No cached mapping

I've been having an issue with a few fields that have the "No cached mapping for this ...." warning message. I asked about this issue in the logstash (I wanted to make sure the config wasn't the problem) forum and was told to check here.

I'm using the information from this site, and everything is working expect for a few fields. https://www.syspanda.com/index.php/2018/05/03/monitoring-active-directory-elk/

I've refreshed the Index Patterns multiple times to no avail. However upon some research I did see some information about nesting, I'm sure if that my issue here or not.

Not sure what that could be.

Is that Method field a nested field?

It very well could be nested, however I don't know how to tell if it is.

you can run a _search in the dev-console against that index, and see what kind of data-structure you get back in the raw response from Elasticsearch.
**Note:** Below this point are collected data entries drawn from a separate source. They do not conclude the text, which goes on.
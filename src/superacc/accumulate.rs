use super::*;
use crate::eft::TwoProduct;

impl Superaccumulator {
  /// The core algorithm of the superaccumulator: adding the integer `x` to bin `i`.
  ///
  /// Bins have [`KRX`](Self::KRX) bits of headroom, so almost always this is a single integer
  /// add. Only if that add overflows the `i64` is a carry propagated into the next bin up.
  #[inline(always)]
  pub(crate) fn accumulate_word(&mut self, i: usize, x: i64) {
    self.touch(i);
    let (sum, overflow) = self.bins[i].overflowing_add(x);
    if !overflow {
      self.bins[i] = sum;
    } else {
      self.carry_from(i, x)
    }
  }

  /// Slow path of [`Self::accumulate_word`]: `bins[i] + x` does not fit in an `i64`.
  ///
  /// The exact sum is split into its low [`DIGITS`](Self::DIGITS) bits, which stay in bin `i`,
  /// and a carry, which is added to bin `i + 1` (and so on, if that overflows too).
  #[cold]
  fn carry_from(&mut self, mut i: usize, mut x: i64) {
    loop {
      let exact = i128::from(self.bins[i]) + i128::from(x);
      if i == Self::IMAX {
        // There is no bin to carry into: the value has left the range of the accumulator.
        log::warn!("superaccumulator range overflow: a carry escaped bin {i}");
        self.bins[i] = exact as i64;
        self.overflow = true;
        return
      }
      // `|exact| < 2^64`, so the carry is at most `2^KRX` in magnitude.
      let carry = (exact >> Self::DIGITS) as i64;
      self.bins[i] = (exact & i128::from(Self::DIGITS_MASK)) as i64;
      i += 1;
      x = carry;
      self.touch(i);
      let (sum, overflow) = self.bins[i].overflowing_add(x);
      if !overflow {
        self.bins[i] = sum;
        return
      }
    }
  }

  /// Add a single `f64` to the accumulator, exactly.
  ///
  /// The value is split into (at most three) signed integer *digits*, one per bin whose
  /// binade range it straddles, from the most significant down. Infinities and NaNs bypass the
  /// bins, see [`Self::round`].
  ///
  /// # Example
  ///
  /// ```
  /// # use repro_blas::Superaccumulator;
  /// let mut acc = Superaccumulator::ZERO;
  /// acc.accumulate(0.1);
  /// acc.accumulate(0.2);
  /// acc.accumulate(-0.3);
  /// // Exactly 2^-55, whereas `0.1 + 0.2 - 0.3` gives 2^-54.
  /// assert_eq!(acc.round(), Ok(2f64.powi(-55)));
  /// ```
  pub fn accumulate(&mut self, x: f64) {
    if x == 0. {
      return
    }
    if !x.is_finite() {
      self.non_finite += x;
      return
    }

    // The bin containing the most significant bit of `x` (or the one above it).
    //
    // `exponent` is in `-1023 ..= 1023`, and the division truncates towards 0, so `exp_word` is
    // in `-18 ..= 18` and `iup` in `2 ..= 38`.
    let exp_word = float::exponent(x) / Self::DIGITS as i32;
    let iup = (exp_word + Self::F_WORDS as i32) as usize;

    // Scale `x` so that the digit of bin `iup` is its integer part. This multiplication by a power
    // of two is exact, and `|scaled| < 2^56`.
    let mut scaled = x * float::pow2(-(Self::DIGITS as i32) * exp_word);

    // Peel off one digit per bin, from the most significant down, until nothing is left. Each
    // digit is rounded to nearest, so it may be negative; the remainder `scaled - digit` is exact
    // and at most 1/2 in magnitude, and is then scaled up to the next bin down.
    //
    // Since the least significant bin lies below the smallest subnormal, this always terminates
    // with `scaled == 0` at or above bin 0.
    let mut i = iup;
    loop {
      let digit = scaled.round_ties_even();
      if digit != 0. {
        self.accumulate_word(i, digit as i64);
      }
      scaled = (scaled - digit) * Self::DELTASCALE;
      if scaled == 0. || i == Self::IMIN {
        break
      }
      i -= 1;
    }
    debug_assert_eq!(scaled, 0.);
  }

  /// Add each of `xs` to the accumulator. The order is irrelevant to the result.
  ///
  /// Zeros are skipped, so padding a partial chunk with zeros does not change anything.
  #[inline]
  pub fn accumulate_all(&mut self, xs: &[f64]) {
    for &x in xs {
      self.accumulate(x)
    }
  }

  /// Add the product `a·b` to the accumulator, exactly: both terms of its [`TwoProduct`] are
  /// accumulated.
  ///
  /// Products that overflow are routed, like other infinities, around the bins.
  #[inline]
  pub fn add_prod(&mut self, a: f64, b: f64) {
    self.accumulate_product(TwoProduct::of(a, b))
  }

  /// Add the triple product `a·b·c`, subject to the truncation documented in
  /// [`TwoProduct::of3`].
  #[inline]
  pub fn add_prod3(&mut self, a: f64, b: f64, c: f64) {
    self.accumulate_product(TwoProduct::of3(a, b, c))
  }

  /// Add both terms of an error-free product.
  #[inline]
  pub fn accumulate_product(&mut self, p: TwoProduct) {
    self.accumulate(p.head);
    if p.is_finite() {
      self.accumulate(p.tail);
    }
  }
}
use super::*;
use parking_lot::{Condvar, Mutex};
use std::collections::BTreeMap;
use std::sync::Arc;

/// A communicator whose members are threads of the calling process, cooperating through shared
/// memory.
///
/// [`ThreadComm::world`] creates one handle per member; hand each to its own thread. Each
/// collective is a rendezvous: members deposit their contribution, the last one to arrive
/// computes the outcome for everyone, and wakes the others.
///
/// # Example
///
/// ```
/// # use repro_blas::{Communicator, Superaccumulator, ThreadComm};
/// let results: Vec<f64> = std::thread::scope(|s| {
///   let handles: Vec<_> = ThreadComm::world(3).into_iter().map(|comm| s.spawn(move || {
///     let mine = Superaccumulator::from(if comm.rank() == 0 {1e100} else {-5e99});
///     comm.reduce(Ok(vec![mine])).unwrap()[0].round().unwrap()
///   })).collect();
///   handles.into_iter().map(|h| h.join().unwrap()).collect()
/// });
/// assert_eq!(results, [0.; 3]);
/// ```
#[derive(Clone)]
pub struct ThreadComm {
  shared: Arc<Shared>,
  rank: usize,
}

/// The state shared by all members of one group.
struct Shared {
  size: usize,
  state: Mutex<Rendezvous>,
  done: Condvar,
}

struct Rendezvous {
  /// Number of collectives completed so far.
  generation: u64,
  /// One slot per member, filled as they arrive.
  payloads: Vec<Option<Payload>>,
  arrived: usize,
  /// The outcome of the last completed collective. It stays valid until every member has left
  /// it, since the next one cannot complete before that.
  outcome: Arc<Outcome>,
}

enum Payload {
  Split(Option<usize>),
  Reduce(Result<Vec<Superaccumulator>>),
  Broadcast { accs: Option<Result<Vec<Superaccumulator>>>, root: usize },
}

enum Outcome {
  Split(Vec<Option<ThreadComm>>),
  Accs(Vec<Superaccumulator>),
  Failed(Error),
}

impl Shared {
  fn new(size: usize) -> Arc<Self> {
    Arc::new(Self {
      size,
      state: Mutex::new(Rendezvous {
        generation: 0,
        payloads: (0 .. size).map(|_| None).collect(),
        arrived: 0,
        outcome: Arc::new(Outcome::Accs(Vec::new())),
      }),
      done: Condvar::new(),
    })
  }
}

impl ThreadComm {
  /// Create a group of `size` members, returning the handle of each, in rank order.
  pub fn world(size: usize) -> Vec<ThreadComm> {
    let shared = Shared::new(size);
    (0 .. size).map(|rank| ThreadComm { shared: shared.clone(), rank }).collect()
  }

  /// Deposit `payload`, wait for all members to deposit theirs, and return the outcome.
  fn rendezvous(&self, payload: Payload) -> Arc<Outcome> {
    let shared = &*self.shared;
    let mut state = shared.state.lock();
    let generation = state.generation;
    state.payloads[self.rank] = Some(payload);
    state.arrived += 1;

    if state.arrived == shared.size {
      let payloads: Vec<Payload> = state.payloads.iter_mut().filter_map(Option::take).collect();
      let outcome = Arc::new(resolve(payloads));
      state.outcome = outcome.clone();
      state.arrived = 0;
      state.generation += 1;
      shared.done.notify_all();
      outcome
    } else {
      while state.generation == generation {
        shared.done.wait(&mut state);
      }
      state.outcome.clone()
    }
  }

  /// Run a collective whose outcome is a list of accumulators.
  fn collective_accs(&self, payload: Payload) -> Result<Vec<Superaccumulator>> {
    match &*self.rendezvous(payload) {
      Outcome::Accs(accs) => Ok(accs.clone()),
      Outcome::Failed(e) => Err(e.clone()),
      Outcome::Split(_) => Err(mixed_collectives()),
    }
  }
}

fn mixed_collectives() -> Error {
  Error::Collective { reason: "members called different collectives".into() }
}

/// Compute the outcome of a collective from every member's payload, in rank order.
fn resolve(payloads: Vec<Payload>) -> Outcome {
  let colors: Option<Vec<Option<usize>>> = payloads.iter()
    .map(|p| if let Payload::Split(color) = p {Some(*color)} else {None})
    .collect();
  if let Some(colors) = colors {
    return resolve_split(&colors)
  }

  let reduced: Option<Vec<&Result<Vec<Superaccumulator>>>> = payloads.iter()
    .map(|p| if let Payload::Reduce(accs) = p {Some(accs)} else {None})
    .collect();
  if let Some(reduced) = reduced {
    // The first error in rank order wins.
    let merged = reduced.into_iter()
      .map(|accs| accs.as_ref().map(Vec::as_slice).map_err(|e| e.clone()))
      .collect::<Result<Vec<_>>>()
      .and_then(merge_all);
    return match merged {
      Ok(merged) => Outcome::Accs(merged),
      Err(e) => Outcome::Failed(e),
    }
  }

  let broadcast: Option<Vec<(&Option<Result<Vec<Superaccumulator>>>, usize)>> = payloads.iter()
    .map(|p| if let Payload::Broadcast { accs, root } = p {Some((accs, *root))} else {None})
    .collect();
  if let Some(broadcast) = broadcast {
    let root = broadcast.first().map_or(0, |&(_, root)| root);
    if broadcast.iter().any(|&(_, r)| r != root) {
      return Outcome::Failed(Error::Collective { reason: "members broadcast from different roots".into() })
    }
    return match broadcast.get(root) {
      Some((Some(Ok(accs)), _)) => Outcome::Accs(accs.clone()),
      Some((Some(Err(e)), _)) => Outcome::Failed(e.clone()),
      _ => Outcome::Failed(Error::Collective { reason: format!("broadcast from root {root} without its payload") }),
    }
  }

  Outcome::Failed(mixed_collectives())
}

/// One new group per distinct color, with members in rank order.
fn resolve_split(colors: &[Option<usize>]) -> Outcome {
  let mut groups: BTreeMap<usize, Vec<usize>> = BTreeMap::new();
  for (rank, color) in colors.iter().enumerate() {
    if let Some(color) = color {
      groups.entry(*color).or_default().push(rank);
    }
  }
  let mut comms = vec![None; colors.len()];
  for members in groups.values() {
    let shared = Shared::new(members.len());
    for (new_rank, &old_rank) in members.iter().enumerate() {
      comms[old_rank] = Some(ThreadComm { shared: shared.clone(), rank: new_rank });
    }
  }
  Outcome::Split(comms)
}

impl Communicator for ThreadComm {
  fn rank(&self) -> usize {
    self.rank
  }

  fn size(&self) -> usize {
    self.shared.size
  }

  fn is_congruent(&self, other: &Self) -> bool {
    Arc::ptr_eq(&self.shared, &other.shared)
  }

  fn split(&self, color: Option<usize>) -> Result<Option<Self>> {
    match &*self.rendezvous(Payload::Split(color)) {
      Outcome::Split(comms) => Ok(comms[self.rank].clone()),
      Outcome::Failed(e) => Err(e.clone()),
      Outcome::Accs(_) => Err(mixed_collectives()),
    }
  }

  fn reduce(&self, accs: Result<Vec<Superaccumulator>>) -> Result<Vec<Superaccumulator>> {
    self.collective_accs(Payload::Reduce(accs))
  }

  fn broadcast(&self, accs: Option<Result<Vec<Superaccumulator>>>, root: usize) -> Result<Vec<Superaccumulator>> {
    self.collective_accs(Payload::Broadcast { accs, root })
  }
}

impl core::fmt::Debug for ThreadComm {
  fn fmt(&self, f: &mut core::fmt::Formatter<'_>) -> core::fmt::Result {
    f.debug_struct("ThreadComm")
      .field("rank", &self.rank)
      .field("size", &self.shared.size)
      .finish()
  }
}

#[cfg(test)]
mod tests {
  use super::*;
  use crate::test::on_threads;

  #[test]
  fn reduce() {
    let results = on_threads(4, |comm| {
      let mine = Superaccumulator::from_iter([comm.rank() as f64, 1e-300]);
      comm.reduce(Ok(vec![mine])).unwrap()[0].round().unwrap()
    });
    assert_eq!(results, [6.; 4]);
  }

  #[test]
  fn many_generations() {
    let results = on_threads(3, |comm| {
      let mut total = 0.;
      for i in 0 .. 200 {
        let mine = Superaccumulator::from((i * (comm.rank() + 1)) as f64);
        total += comm.reduce(Ok(vec![mine])).unwrap()[0].round().unwrap();
      }
      total
    });
    // Σ_i 6i for i < 200
    assert_eq!(results, [6. * 19900.; 3]);
  }

  #[test]
  fn split() {
    let results = on_threads(5, |comm| {
      let color = if comm.rank() == 4 {None} else {Some(comm.rank() % 2)};
      let sub = comm.split(color).unwrap();
      sub.map(|sub| {
        let sum = sub.reduce(Ok(vec![Superaccumulator::from(comm.rank() as f64)])).unwrap();
        (sub.rank(), sub.size(), sum[0].round().unwrap())
      })
    });
    assert_eq!(results, [
      Some((0, 2, 2.)),
      Some((0, 2, 4.)),
      Some((1, 2, 2.)),
      Some((1, 2, 4.)),
      None,
    ]);
  }

  #[test]
  fn broadcast() {
    let results = on_threads(3, |comm| {
      let accs = (comm.rank() == 2).then(|| Ok(vec![Superaccumulator::from(42.)]));
      comm.broadcast(accs, 2).unwrap()[0].round().unwrap()
    });
    assert_eq!(results, [42.; 3]);
  }

  #[test]
  fn failures_reach_every_member() {
    let results = on_threads(2, |comm| {
      comm.reduce(Ok(vec![Superaccumulator::ZERO; comm.rank() + 1])).map(|_| ())
    });
    assert!(results.iter().all(Result::is_err));

    let results = on_threads(2, |comm| {
      if comm.rank() == 0 {
        comm.reduce(Ok(vec![])).map(|_| ())
      } else {
        comm.broadcast(None, 0).map(|_| ())
      }
    });
    assert!(results.iter().all(|r| *r == Err(mixed_collectives())));

    let results = on_threads(2, |comm| comm.broadcast(None, 0).map(|_| ()));
    assert!(results.iter().all(Result::is_err));
  }

  #[test]
  fn errors_are_passed_on() {
    let results = on_threads(3, |comm| {
      let mine = match comm.rank() {
        0 => Ok(vec![Superaccumulator::from(1.)]),
        1 => Err(Error::RangeOverflow),
        _ => Err(Error::GroupMismatch),
      };
      comm.reduce(mine).map(|_| ())
    });
    assert_eq!(results, vec![Err(Error::RangeOverflow); 3]);

    let results = on_threads(3, |comm| {
      let accs = (comm.rank() == 1).then_some(Err(Error::RangeOverflow));
      comm.broadcast(accs, 1).map(|_| ())
    });
    assert_eq!(results, vec![Err(Error::RangeOverflow); 3]);
  }

  #[test]
  fn congruence() {
    let world = ThreadComm::world(2);
    let other = ThreadComm::world(2);
    assert!(world[0].is_congruent(&world[1]));
    assert!(!world[0].is_congruent(&other[0]));
  }
}
use super::*;
use crate::error::Error;
use crate::kernel;

/// A flat slice is the canonical dense vector; `Vec<f64>` and `[f64; N]` forward to it.
impl Vector for [f64] {
  type Category = category::Dense;

  fn check_shape(&self, other: &Self) -> Result<()> {
    if self.len() == other.len() {
      Ok(())
    } else {
      Err(Error::ShapeMismatch { expected: self.len(), got: other.len() })
    }
  }

  fn partial_dot(&self, other: &Self, config: KernelConfig) -> Result<Superaccumulator> {
    self.check_shape(other)?;
    log::trace!("dot: dense, {} elements", self.len());
    Ok(kernel::exdot(self, other, config))
  }

  fn partial_dot_weighted(&self, w: &Self, other: &Self, config: KernelConfig) -> Result<Superaccumulator> {
    self.check_shape(w)?;
    self.check_shape(other)?;
    log::trace!("weighted dot: dense, {} elements", self.len());
    Ok(kernel::exdot3(self, w, other, config))
  }

  fn partial_sum(&self, config: KernelConfig) -> Result<Superaccumulator> {
    log::trace!("sum: dense, {} elements", self.len());
    Ok(kernel::exsum(self, config))
  }

  fn symv_into(alpha: f64, w: &Self, x: &Self, beta: f64, y: &mut Self) -> Result<()> {
    y.check_shape(w)?;
    y.check_shape(x)?;
    for ((y, &w), &x) in y.iter_mut().zip(w).zip(x) {
      *y = axpby(alpha, w, x, beta, *y)
    }
    Ok(())
  }

  fn scal(&mut self, beta: f64) {
    for y in self {
      *y = scale(beta, *y)
    }
  }
}

macro_rules! forward_to_slice {
  ($(#[$attr:meta])* impl $(<$(const $n:ident: usize),*>)? for $ty:ty) => {
    $(#[$attr])*
    impl $(<$(const $n: usize),*>)? Vector for $ty {
      type Category = category::Dense;

      fn check_shape(&self, other: &Self) -> Result<()> {
        self.as_slice().check_shape(other.as_slice())
      }

      fn partial_dot(&self, other: &Self, config: KernelConfig) -> Result<Superaccumulator> {
        self.as_slice().partial_dot(other.as_slice(), config)
      }

      fn partial_dot_weighted(&self, w: &Self, other: &Self, config: KernelConfig) -> Result<Superaccumulator> {
        self.as_slice().partial_dot_weighted(w.as_slice(), other.as_slice(), config)
      }

      fn partial_sum(&self, config: KernelConfig) -> Result<Superaccumulator> {
        self.as_slice().partial_sum(config)
      }

      fn symv_into(alpha: f64, w: &Self, x: &Self, beta: f64, y: &mut Self) -> Result<()> {
        <[f64]>::symv_into(alpha, w.as_slice(), x.as_slice(), beta, y.as_mut_slice())
      }

      fn scal(&mut self, beta: f64) {
        self.as_mut_slice().scal(beta)
      }
    }
  };
}

forward_to_slice!{impl for Vec<f64>}
forward_to_slice!{impl<const N: usize> for [f64; N]}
https://www.elastic.co/guide/en/elasticsearch/reference/current/search-search.html

When I run a search on that index the field "Method" is not there, I ran a few different searches just to make sure and in all of them the field was not present. So I guess that means that it's not nested?

hmm.. that's probably the problem (?)

you can also check if your actual index has the field explicitly defined. Try myindex/_mapping, and check what data-type the Method field has there.

Well I found my field:

      "method" : {
        "type" : "text",
        "fields" : {
          "keyword" : {
            "type" : "keyword"
          }
        }
      },

Does this tell you what you need to know?

hmmm... that field-name looks wrong in the kibana-index-pattern. It should be method with lowercase m.

Wow, that worked. I'm not even sure how that happened, but thank you for your help.

This topic was automatically closed 28 days after the last reply. New replies are no longer allowed.